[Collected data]
┌──
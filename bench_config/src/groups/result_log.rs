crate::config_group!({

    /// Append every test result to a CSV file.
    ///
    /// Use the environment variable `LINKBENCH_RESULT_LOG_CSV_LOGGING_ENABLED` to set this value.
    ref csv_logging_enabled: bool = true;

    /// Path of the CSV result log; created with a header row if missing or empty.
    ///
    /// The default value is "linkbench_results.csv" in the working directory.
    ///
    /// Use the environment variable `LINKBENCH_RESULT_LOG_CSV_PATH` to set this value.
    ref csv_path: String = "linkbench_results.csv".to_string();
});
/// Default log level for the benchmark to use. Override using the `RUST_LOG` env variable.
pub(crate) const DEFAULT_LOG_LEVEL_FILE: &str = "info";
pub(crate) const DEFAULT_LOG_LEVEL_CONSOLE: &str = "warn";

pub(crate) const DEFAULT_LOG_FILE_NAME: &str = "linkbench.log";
└──
┌──
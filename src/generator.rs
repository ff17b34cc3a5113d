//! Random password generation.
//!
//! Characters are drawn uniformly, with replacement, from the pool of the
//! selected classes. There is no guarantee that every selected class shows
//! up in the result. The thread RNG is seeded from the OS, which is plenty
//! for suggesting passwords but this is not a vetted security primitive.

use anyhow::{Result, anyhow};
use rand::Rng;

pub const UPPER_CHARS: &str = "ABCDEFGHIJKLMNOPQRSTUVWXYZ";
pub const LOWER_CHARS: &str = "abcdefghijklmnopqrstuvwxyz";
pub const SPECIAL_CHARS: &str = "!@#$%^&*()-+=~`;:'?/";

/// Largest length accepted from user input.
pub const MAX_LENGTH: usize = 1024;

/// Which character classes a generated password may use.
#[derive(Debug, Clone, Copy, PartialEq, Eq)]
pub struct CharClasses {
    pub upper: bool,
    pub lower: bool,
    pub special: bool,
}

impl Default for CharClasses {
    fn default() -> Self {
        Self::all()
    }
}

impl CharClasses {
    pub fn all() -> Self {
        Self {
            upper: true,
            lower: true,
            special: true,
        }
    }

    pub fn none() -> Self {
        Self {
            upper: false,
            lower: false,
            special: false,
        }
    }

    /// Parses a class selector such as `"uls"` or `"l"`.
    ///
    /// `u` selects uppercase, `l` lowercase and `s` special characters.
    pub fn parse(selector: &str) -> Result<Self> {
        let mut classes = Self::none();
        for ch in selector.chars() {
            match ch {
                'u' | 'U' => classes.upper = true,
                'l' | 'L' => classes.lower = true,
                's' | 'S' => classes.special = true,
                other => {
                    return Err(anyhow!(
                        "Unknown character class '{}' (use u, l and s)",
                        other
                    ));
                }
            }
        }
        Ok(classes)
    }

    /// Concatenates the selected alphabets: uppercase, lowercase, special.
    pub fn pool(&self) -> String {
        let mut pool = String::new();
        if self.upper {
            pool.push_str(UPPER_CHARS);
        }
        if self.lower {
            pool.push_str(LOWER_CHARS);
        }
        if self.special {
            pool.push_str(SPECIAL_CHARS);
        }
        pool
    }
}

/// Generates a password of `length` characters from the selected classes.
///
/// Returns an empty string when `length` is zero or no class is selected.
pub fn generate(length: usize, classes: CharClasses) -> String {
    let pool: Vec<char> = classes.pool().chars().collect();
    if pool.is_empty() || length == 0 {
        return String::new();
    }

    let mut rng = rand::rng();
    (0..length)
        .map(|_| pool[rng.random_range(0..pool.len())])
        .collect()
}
└──
┌──
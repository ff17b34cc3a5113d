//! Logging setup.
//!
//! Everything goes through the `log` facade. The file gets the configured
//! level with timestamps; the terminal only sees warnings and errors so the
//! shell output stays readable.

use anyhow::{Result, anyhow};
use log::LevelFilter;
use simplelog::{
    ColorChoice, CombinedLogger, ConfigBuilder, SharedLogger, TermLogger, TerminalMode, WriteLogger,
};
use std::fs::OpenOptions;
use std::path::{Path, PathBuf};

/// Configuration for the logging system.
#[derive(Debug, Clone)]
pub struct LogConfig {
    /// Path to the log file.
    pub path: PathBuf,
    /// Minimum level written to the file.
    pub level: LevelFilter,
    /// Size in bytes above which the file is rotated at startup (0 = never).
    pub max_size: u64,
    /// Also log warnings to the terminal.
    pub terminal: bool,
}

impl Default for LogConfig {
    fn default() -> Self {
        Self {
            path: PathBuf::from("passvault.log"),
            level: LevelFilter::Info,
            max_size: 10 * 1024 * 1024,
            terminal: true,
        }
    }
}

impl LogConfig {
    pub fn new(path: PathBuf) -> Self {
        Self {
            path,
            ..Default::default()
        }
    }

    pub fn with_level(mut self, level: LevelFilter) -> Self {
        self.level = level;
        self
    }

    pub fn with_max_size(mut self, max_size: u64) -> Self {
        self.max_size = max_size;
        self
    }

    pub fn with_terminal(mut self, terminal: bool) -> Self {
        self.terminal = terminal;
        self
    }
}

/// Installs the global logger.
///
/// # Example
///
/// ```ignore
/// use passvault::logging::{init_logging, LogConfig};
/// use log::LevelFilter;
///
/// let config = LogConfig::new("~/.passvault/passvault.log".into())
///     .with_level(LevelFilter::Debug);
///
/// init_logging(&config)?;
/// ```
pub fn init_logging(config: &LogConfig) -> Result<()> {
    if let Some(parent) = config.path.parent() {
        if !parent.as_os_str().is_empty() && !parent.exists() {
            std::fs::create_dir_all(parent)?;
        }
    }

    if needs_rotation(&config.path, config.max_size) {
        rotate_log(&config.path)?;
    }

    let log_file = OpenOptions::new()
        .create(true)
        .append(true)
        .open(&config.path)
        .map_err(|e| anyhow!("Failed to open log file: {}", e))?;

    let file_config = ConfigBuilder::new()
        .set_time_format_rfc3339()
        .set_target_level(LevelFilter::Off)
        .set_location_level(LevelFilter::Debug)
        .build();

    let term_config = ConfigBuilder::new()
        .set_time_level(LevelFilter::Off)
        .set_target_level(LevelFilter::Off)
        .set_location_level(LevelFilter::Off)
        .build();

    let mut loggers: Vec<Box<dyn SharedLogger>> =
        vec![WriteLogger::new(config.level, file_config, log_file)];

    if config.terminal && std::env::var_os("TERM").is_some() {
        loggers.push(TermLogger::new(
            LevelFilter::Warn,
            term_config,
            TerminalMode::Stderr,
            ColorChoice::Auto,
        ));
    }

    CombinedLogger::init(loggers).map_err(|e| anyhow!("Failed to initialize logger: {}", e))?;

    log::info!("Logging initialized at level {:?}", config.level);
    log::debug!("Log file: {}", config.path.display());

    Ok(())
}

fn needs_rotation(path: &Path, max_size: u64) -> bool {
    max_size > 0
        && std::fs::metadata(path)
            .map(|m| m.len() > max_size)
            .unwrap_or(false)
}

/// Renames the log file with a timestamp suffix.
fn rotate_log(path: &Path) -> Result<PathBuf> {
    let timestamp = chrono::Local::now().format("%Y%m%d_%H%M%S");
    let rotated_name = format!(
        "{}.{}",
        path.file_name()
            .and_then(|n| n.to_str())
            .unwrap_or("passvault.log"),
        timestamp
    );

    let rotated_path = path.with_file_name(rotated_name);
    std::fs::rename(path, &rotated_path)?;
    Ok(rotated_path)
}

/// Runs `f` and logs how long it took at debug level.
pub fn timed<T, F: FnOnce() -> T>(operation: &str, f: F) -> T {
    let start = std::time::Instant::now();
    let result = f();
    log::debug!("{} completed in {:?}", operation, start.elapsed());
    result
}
└──
• **HOW TO COMPLETE THIS TASK**
All that is needed is the exact run of lines above from the line containing "filename bench_config/src/groups/result_log.rs" through the line containing "pub(crate) const DEFAULT_LOG_FILE_NAME: &str", both of them included.

• **WRITTEN ANSWER**
filename bench_config/src/groups/result_log.rs
crate::config_group!({

    /// Append every test result to a CSV file.
    ///
    /// Use the environment variable `LINKBENCH_RESULT_LOG_CSV_LOGGING_ENABLED` to set this value.
    ref csv_logging_enabled: bool = true;

    /// Path of the CSV result log; created with a header row if missing or empty.
    ///
    /// The default value is "linkbench_results.csv" in the working directory.
    ///
    /// Use the environment variable `LINKBENCH_RESULT_LOG_CSV_PATH` to set this value.
    ref csv_path: String = "linkbench_results.csv".to_string();
});
/// Default log level for the benchmark to use. Override using the `RUST_LOG` env variable.
pub(crate) const DEFAULT_LOG_LEVEL_FILE: &str = "info";
pub(crate) const DEFAULT_LOG_LEVEL_CONSOLE: &str = "warn";

pub(crate) const DEFAULT_LOG_FILE_NAME: &str = "linkbench.log";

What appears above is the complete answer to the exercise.